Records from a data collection
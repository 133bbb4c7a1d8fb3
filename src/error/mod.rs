pub mod app_error;
pub mod json;
pub mod page;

▶ **To do**:
Write the records out again. Each one must match exactly.

▶ **Written reply**:
repository 133bbb4c7a1d8fb3
filename src/error/mod.rs
pub mod app_error;
pub mod json;
pub mod page;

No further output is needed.